The current health policy fad is “value-based payment” — blaming high health care cost on fee-for-service and overutilization of care and instead, offering upfront payment per member, or capitation, as an incentive to reduce utilization and control costs.
This analysis is contradicted by Hawaii’s experience. Hawaii’s Prepaid Health Care Act has included an employer mandate since 1974, with the broadest coverage of the population, richest commercial insurance benefits, lowest patient cost-sharing, and among the lowest insurance premiums in the country. And we had the lowest per-capita Medicare spending in 2009, when everyone was paid with fee-for-service.
But since widespread imposition of “value-based payment,” encouraged by the Affordable Care Act and aggressively implemented by HMSA and MedQUEST, health insurance premiums have more than doubled. By 2019 our per-capita Medicare spending had climbed from lowest up to 9th-lowest and rising. And many Hawaii doctors are quitting practice or exiting the state, leaving a severe and worsening doctor shortage and worsening access to care.
Capitation requires defined “members” to enable payment per-member, whether the payee is a health plan, such as a Medicare Advantage (MA) or Medicaid managed care plan, or an organized group of doctors or doctors and hospitals paid as an Accountable Care Organization (ACO). In any case, the performance of a capitated plan depends heavily on which “members” it captures.
Many studies claim to show that MA plans and ACOs can reduce Medicare spending and demonstrate improved quality measures. BUT, the savings for Medicare are quite small, and if the administrative costs for the MA plan or ACO are included, capitation always costs more than fee-for-service.

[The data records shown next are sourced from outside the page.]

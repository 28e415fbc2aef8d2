//! Normalized commands, result payloads and the error taxonomy.

use crate::board_config::{Pin, PinRole};
use crate::operation::Operation;
use serde::{Deserialize, Serialize};
use std::fmt;
use std::str::FromStr;
use thiserror::Error;

/// Link mode reported by the transport.
#[derive(Debug, Clone, Copy, PartialEq, Eq, Hash, Default, Deserialize, Serialize)]
#[serde(rename_all = "lowercase")]
pub enum ConnectionMode {
    /// Generic firmware executes each command as it arrives.
    #[default]
    Interactive,
    /// A compiled program has been flashed.
    Upload,
}

impl fmt::Display for ConnectionMode {
    fn fmt(&self, f: &mut fmt::Formatter<'_>) -> fmt::Result {
        match self {
            ConnectionMode::Interactive => f.write_str("interactive"),
            ConnectionMode::Upload => f.write_str("upload"),
        }
    }
}

impl FromStr for ConnectionMode {
    type Err = UnknownToken;

    fn from_str(s: &str) -> Result<Self, Self::Err> {
        match s.to_ascii_lowercase().as_str() {
            "interactive" | "realtime" => Ok(ConnectionMode::Interactive),
            "upload" => Ok(ConnectionMode::Upload),
            _ => Err(UnknownToken(s.to_string())),
        }
    }
}

#[derive(Debug, Clone, Copy, PartialEq, Eq)]
pub enum ConnectionState {
    Connected,
    Disconnected,
}

/// A menu token that matched none of the accepted spellings.
#[derive(Debug, Clone, PartialEq, Eq, Error)]
#[error("unrecognized value '{0}'")]
pub struct UnknownToken(pub String);

// ---------------------------------------------------------------------------
// Menu enums
// ---------------------------------------------------------------------------

#[derive(Debug, Clone, Copy, PartialEq, Eq)]
pub enum PinMode {
    Input,
    Output,
    InputPullup,
}

impl PinMode {
    fn token(self) -> &'static str {
        match self {
            PinMode::Input => "INPUT",
            PinMode::Output => "OUTPUT",
            PinMode::InputPullup => "INPUT_PULLUP",
        }
    }
}

impl FromStr for PinMode {
    type Err = UnknownToken;

    fn from_str(s: &str) -> Result<Self, Self::Err> {
        match s.trim().to_ascii_uppercase().as_str() {
            "INPUT" => Ok(PinMode::Input),
            "OUTPUT" => Ok(PinMode::Output),
            "INPUT_PULLUP" => Ok(PinMode::InputPullup),
            _ => Err(UnknownToken(s.to_string())),
        }
    }
}

#[derive(Debug, Clone, Copy, PartialEq, Eq)]
pub enum Level {
    High,
    Low,
}

impl FromStr for Level {
    type Err = UnknownToken;

    /// Reporter blocks may plug a boolean or number into the level slot.
    fn from_str(s: &str) -> Result<Self, Self::Err> {
        match s.trim().to_ascii_uppercase().as_str() {
            "HIGH" | "1" | "TRUE" => Ok(Level::High),
            "LOW" | "0" | "FALSE" => Ok(Level::Low),
            _ => Err(UnknownToken(s.to_string())),
        }
    }
}

#[derive(Debug, Clone, Copy, PartialEq, Eq)]
pub enum InterruptMode {
    Rising,
    Falling,
    Change,
    Low,
}

impl InterruptMode {
    fn token(self) -> &'static str {
        match self {
            InterruptMode::Rising => "RISING",
            InterruptMode::Falling => "FALLING",
            InterruptMode::Change => "CHANGE",
            InterruptMode::Low => "LOW",
        }
    }
}

impl FromStr for InterruptMode {
    type Err = UnknownToken;

    fn from_str(s: &str) -> Result<Self, Self::Err> {
        match s.trim().to_ascii_uppercase().as_str() {
            "RISING" => Ok(InterruptMode::Rising),
            "FALLING" => Ok(InterruptMode::Falling),
            "CHANGE" => Ok(InterruptMode::Change),
            "LOW" => Ok(InterruptMode::Low),
            _ => Err(UnknownToken(s.to_string())),
        }
    }
}

#[derive(Debug, Clone, Copy, PartialEq, Eq)]
pub enum PixelColor {
    Black,
    White,
}

impl FromStr for PixelColor {
    type Err = UnknownToken;

    fn from_str(s: &str) -> Result<Self, Self::Err> {
        match s.trim().to_ascii_uppercase().as_str() {
            "BLACK" => Ok(PixelColor::Black),
            "WHITE" => Ok(PixelColor::White),
            _ => Err(UnknownToken(s.to_string())),
        }
    }
}

/// Bitmaps stored in the display firmware.
#[derive(Debug, Clone, Copy, PartialEq, Eq)]
pub enum Picture {
    SmileyFace,
    Heart,
    ArrowLeft,
    ArrowRight,
    ArrowUp,
    ArrowDown,
    Mushroom,
    Music,
    Spaceship,
    Controller,
    Tree,
    Cup,
    Coin,
    Player1,
    Player2,
}

impl Picture {
    pub const ALL: [Picture; 15] = [
        Picture::SmileyFace,
        Picture::Heart,
        Picture::ArrowLeft,
        Picture::ArrowRight,
        Picture::ArrowUp,
        Picture::ArrowDown,
        Picture::Mushroom,
        Picture::Music,
        Picture::Spaceship,
        Picture::Controller,
        Picture::Tree,
        Picture::Cup,
        Picture::Coin,
        Picture::Player1,
        Picture::Player2,
    ];

    pub fn name(self) -> &'static str {
        match self {
            Picture::SmileyFace => "smileyFace",
            Picture::Heart => "heart",
            Picture::ArrowLeft => "arrowL",
            Picture::ArrowRight => "arrowR",
            Picture::ArrowUp => "arrowU",
            Picture::ArrowDown => "arrowD",
            Picture::Mushroom => "mushroom",
            Picture::Music => "music",
            Picture::Spaceship => "spaceship",
            Picture::Controller => "controller",
            Picture::Tree => "tree",
            Picture::Cup => "cup",
            Picture::Coin => "coin",
            Picture::Player1 => "player1",
            Picture::Player2 => "player2",
        }
    }
}

impl FromStr for Picture {
    type Err = UnknownToken;

    fn from_str(s: &str) -> Result<Self, Self::Err> {
        let wanted = s.trim();
        Picture::ALL
            .into_iter()
            .find(|p| p.name().eq_ignore_ascii_case(wanted))
            .ok_or_else(|| UnknownToken(s.to_string()))
    }
}

// ---------------------------------------------------------------------------
// Commands
// ---------------------------------------------------------------------------

/// A validated command ready for the peripheral session. Every value in
/// here has already passed mode, capability and range checks.
#[derive(Debug, Clone, PartialEq)]
pub enum Command {
    SetPinMode { pin: Pin, mode: PinMode },
    DigitalWrite { pin: Pin, level: Level },
    PwmWrite { pin: Pin, duty: u8 },
    DigitalRead { pin: Pin },
    AnalogRead { pin: Pin },
    ServoWrite { pin: Pin, angle: u8 },
    /// Drive low for `settle_micros`, high for `high_micros`, then low.
    PulseOut { pin: Pin, settle_micros: u32, high_micros: u32 },
    /// Width of the next pulse at `level` in microseconds; 0 when none arrives in time.
    PulseIn { pin: Pin, level: Level, timeout_micros: u32 },
    Tone { pin: Pin, frequency_hz: f64, duration_ms: u32 },
    NoTone { pin: Pin, silence_ms: u32 },
    AttachInterrupt { pin: Pin, mode: InterruptMode },
    DetachInterrupt { pin: Pin },
    SerialBegin { baud: u32 },
    SerialPrint { text: String, newline: bool },
    SerialAvailable,
    SerialRead,
    LcdInit,
    LcdDisplay,
    LcdClear,
    LcdContrast { level: u8 },
    LcdCursor { x: u8, y: u8 },
    LcdText { text: String },
    LcdPixel { x: u8, y: u8, color: PixelColor },
    LcdPicture { x: u8, y: u8, picture: Picture, color: PixelColor },
}

impl Command {
    pub fn tag(&self) -> &'static str {
        match self {
            Command::SetPinMode { .. } => "set_pin_mode",
            Command::DigitalWrite { .. } => "digital_write",
            Command::PwmWrite { .. } => "pwm_write",
            Command::DigitalRead { .. } => "digital_read",
            Command::AnalogRead { .. } => "analog_read",
            Command::ServoWrite { .. } => "servo_write",
            Command::PulseOut { .. } => "pulse_out",
            Command::PulseIn { .. } => "pulse_in",
            Command::Tone { .. } => "tone",
            Command::NoTone { .. } => "no_tone",
            Command::AttachInterrupt { .. } => "attach_interrupt",
            Command::DetachInterrupt { .. } => "detach_interrupt",
            Command::SerialBegin { .. } => "serial_begin",
            Command::SerialPrint { .. } => "serial_print",
            Command::SerialAvailable => "serial_available",
            Command::SerialRead => "serial_read",
            Command::LcdInit => "lcd_init",
            Command::LcdDisplay => "lcd_display",
            Command::LcdClear => "lcd_clear",
            Command::LcdContrast { .. } => "lcd_contrast",
            Command::LcdCursor { .. } => "lcd_cursor",
            Command::LcdText { .. } => "lcd_text",
            Command::LcdPixel { .. } => "lcd_pixel",
            Command::LcdPicture { .. } => "lcd_picture",
        }
    }

    /// Single-line form, e.g. `digital_write D13 1`.
    pub fn to_line(&self) -> String {
        let tag = self.tag();
        let bit = |level: &Level| if *level == Level::High { 1 } else { 0 };
        let color = |c: &PixelColor| if *c == PixelColor::Black { 1 } else { 0 };
        match self {
            Command::SetPinMode { pin, mode } => format!("{} {} {}", tag, pin, mode.token()),
            Command::DigitalWrite { pin, level } => format!("{} {} {}", tag, pin, bit(level)),
            Command::PwmWrite { pin, duty } => format!("{} {} {}", tag, pin, duty),
            Command::DigitalRead { pin } | Command::AnalogRead { pin } => {
                format!("{} {}", tag, pin)
            }
            Command::ServoWrite { pin, angle } => format!("{} {} {}", tag, pin, angle),
            Command::PulseOut { pin, settle_micros, high_micros } => {
                format!("{} {} {} {}", tag, pin, settle_micros, high_micros)
            }
            Command::PulseIn { pin, level, timeout_micros } => {
                format!("{} {} {} {}", tag, pin, bit(level), timeout_micros)
            }
            Command::Tone { pin, frequency_hz, duration_ms } => {
                format!("{} {} {:.2} {}", tag, pin, frequency_hz, duration_ms)
            }
            Command::NoTone { pin, silence_ms } => format!("{} {} {}", tag, pin, silence_ms),
            Command::AttachInterrupt { pin, mode } => {
                format!("{} {} {}", tag, pin, mode.token())
            }
            Command::DetachInterrupt { pin } => format!("{} {}", tag, pin),
            Command::SerialBegin { baud } => format!("{} {}", tag, baud),
            Command::SerialPrint { text, newline } => {
                format!("{} {} {:?}", tag, if *newline { 1 } else { 0 }, text)
            }
            Command::SerialAvailable
            | Command::SerialRead
            | Command::LcdInit
            | Command::LcdDisplay
            | Command::LcdClear => tag.to_string(),
            Command::LcdContrast { level } => format!("{} {}", tag, level),
            Command::LcdCursor { x, y } => format!("{} {} {}", tag, x, y),
            Command::LcdText { text } => format!("{} {:?}", tag, text),
            Command::LcdPixel { x, y, color: c } => format!("{} {} {} {}", tag, x, y, color(c)),
            Command::LcdPicture { x, y, picture, color: c } => {
                format!("{} {} {} {} {}", tag, x, y, picture.name(), color(c))
            }
        }
    }
}

impl fmt::Display for Command {
    fn fmt(&self, f: &mut fmt::Formatter<'_>) -> fmt::Result {
        f.write_str(&self.to_line())
    }
}

/// Value carried back by a successful operation.
#[derive(Debug, Clone, PartialEq, Serialize)]
#[serde(untagged)]
pub enum Payload {
    Unit,
    Bool(bool),
    Number(f64),
    Text(String),
}

impl Payload {
    pub fn as_number(&self) -> Option<f64> {
        match self {
            Payload::Number(n) => Some(*n),
            _ => None,
        }
    }

    pub fn as_bool(&self) -> Option<bool> {
        match self {
            Payload::Bool(b) => Some(*b),
            Payload::Number(n) => Some(*n != 0.0),
            _ => None,
        }
    }
}

// ---------------------------------------------------------------------------
// Errors
// ---------------------------------------------------------------------------

/// Local validation failures. Terminal for the request and never retried.
#[derive(Debug, Clone, PartialEq, Error)]
pub enum Rejection {
    #[error("pin {pin} does not support the {role} role")]
    IncompatiblePin { pin: Pin, role: PinRole },
    #[error("{operation} is not available in {mode} mode")]
    WrongMode {
        operation: Operation,
        mode: ConnectionMode,
    },
    #[error("input range is empty")]
    DivisionByZero,
    #[error("invalid range: {low} is greater than {high}")]
    InvalidRange { low: f64, high: f64 },
    #[error("cannot parse '{0}' as a number")]
    ParseError(String),
    #[error("input is empty")]
    EmptyInput,
    #[error("value {0} is out of range")]
    OutOfRange(i64),
    #[error("unknown operation '{0}'")]
    UnknownOperation(String),
    #[error("missing argument {0}")]
    MissingArgument(&'static str),
    #[error("invalid value '{value}' for {name}")]
    InvalidArgument { name: &'static str, value: String },
    #[error("no {0} pin has been assigned")]
    PinNotAssigned(&'static str),
    #[error("{operation} is not supported by device {device}")]
    UnsupportedOperation {
        operation: Operation,
        device: &'static str,
    },
}

/// Failures that happen after validation passed.
#[derive(Debug, Clone, PartialEq, Error)]
pub enum Failure {
    #[error("no echo within {timeout_micros}us")]
    EchoTimeout { timeout_micros: u32 },
    #[error("peripheral is not connected")]
    NotConnected,
    #[error("no response to {command} within {timeout_ms}ms")]
    ResponseTimeout {
        command: &'static str,
        timeout_ms: u64,
    },
    #[error("peripheral session failed: {0}")]
    Session(String),
}

#[derive(Debug, Clone, PartialEq, Error)]
pub enum CommandError {
    #[error("rejected: {0}")]
    Rejected(#[from] Rejection),
    #[error("failed: {0}")]
    Failed(#[from] Failure),
}

pub type CommandResult = Result<Payload, CommandError>;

And very few studies account for the ability of capitated plans to capture healthier “members” and avoid or eject sicker, more expensive ones. If the pool of “members” in a plan or ACO is healthier than average, then of course cost will be lower and quality measures will be higher because the members were healthier to begin with, without any improvement in care.
Upfront payment with capitation introduces perverse incentives to capture the healthy and avoid the sick; to up-code to game the risk adjustment formula; and to skimp on care, necessary and unnecessary alike. And capitation of health plans creates major opportunities for profiteering, fraud and abuse in health care.
The poster child for these problems with “value-based payment” is Medicare Advantage. The Medicare Payment Advisory Commission has concluded that MA plans are overpaid by 22% compared to if the same beneficiaries were in traditional fee-for-service Medicare. Studies show MA plans do capture healthier-than-average members and up-code, often to the point of fraud, and they skimp on care, including denial of necessary care.
MA is the most profitable line of business for health insurance companies, far outstripping commercial insurance. It is rapidly draining the Medicare trust fund, threatening insolvency in less than a decade.
MA plans often restrict beneficiary choice with narrow and “ghost” networks of doctors not actually available to plan members. Doctors complain of excessive time wasted on prior authorizations. And worse, when for-profit insurance companies and private equity firms buy up physician practices and secure “value-based” government contracts with Medicare and Medicaid, they then seek return on investment by pressuring doctors to compromise patient care to serve their corporate owner’s financial goals, driving an epidemic of “moral injury” and burnout.
“Value-based payment” carries much higher administrative costs than fee-for-service, so capitated plans can be profitable only by gaming the payment formula to be overpaid and/or by denying care. This is no way to achieve real value in health care.
Dr. Stephen Kemble is a retired psychiatrist; in 2011, he was appointed to the now-inactive Hawaii Health Authority, charged with designing a universal health care system for Hawaii residents.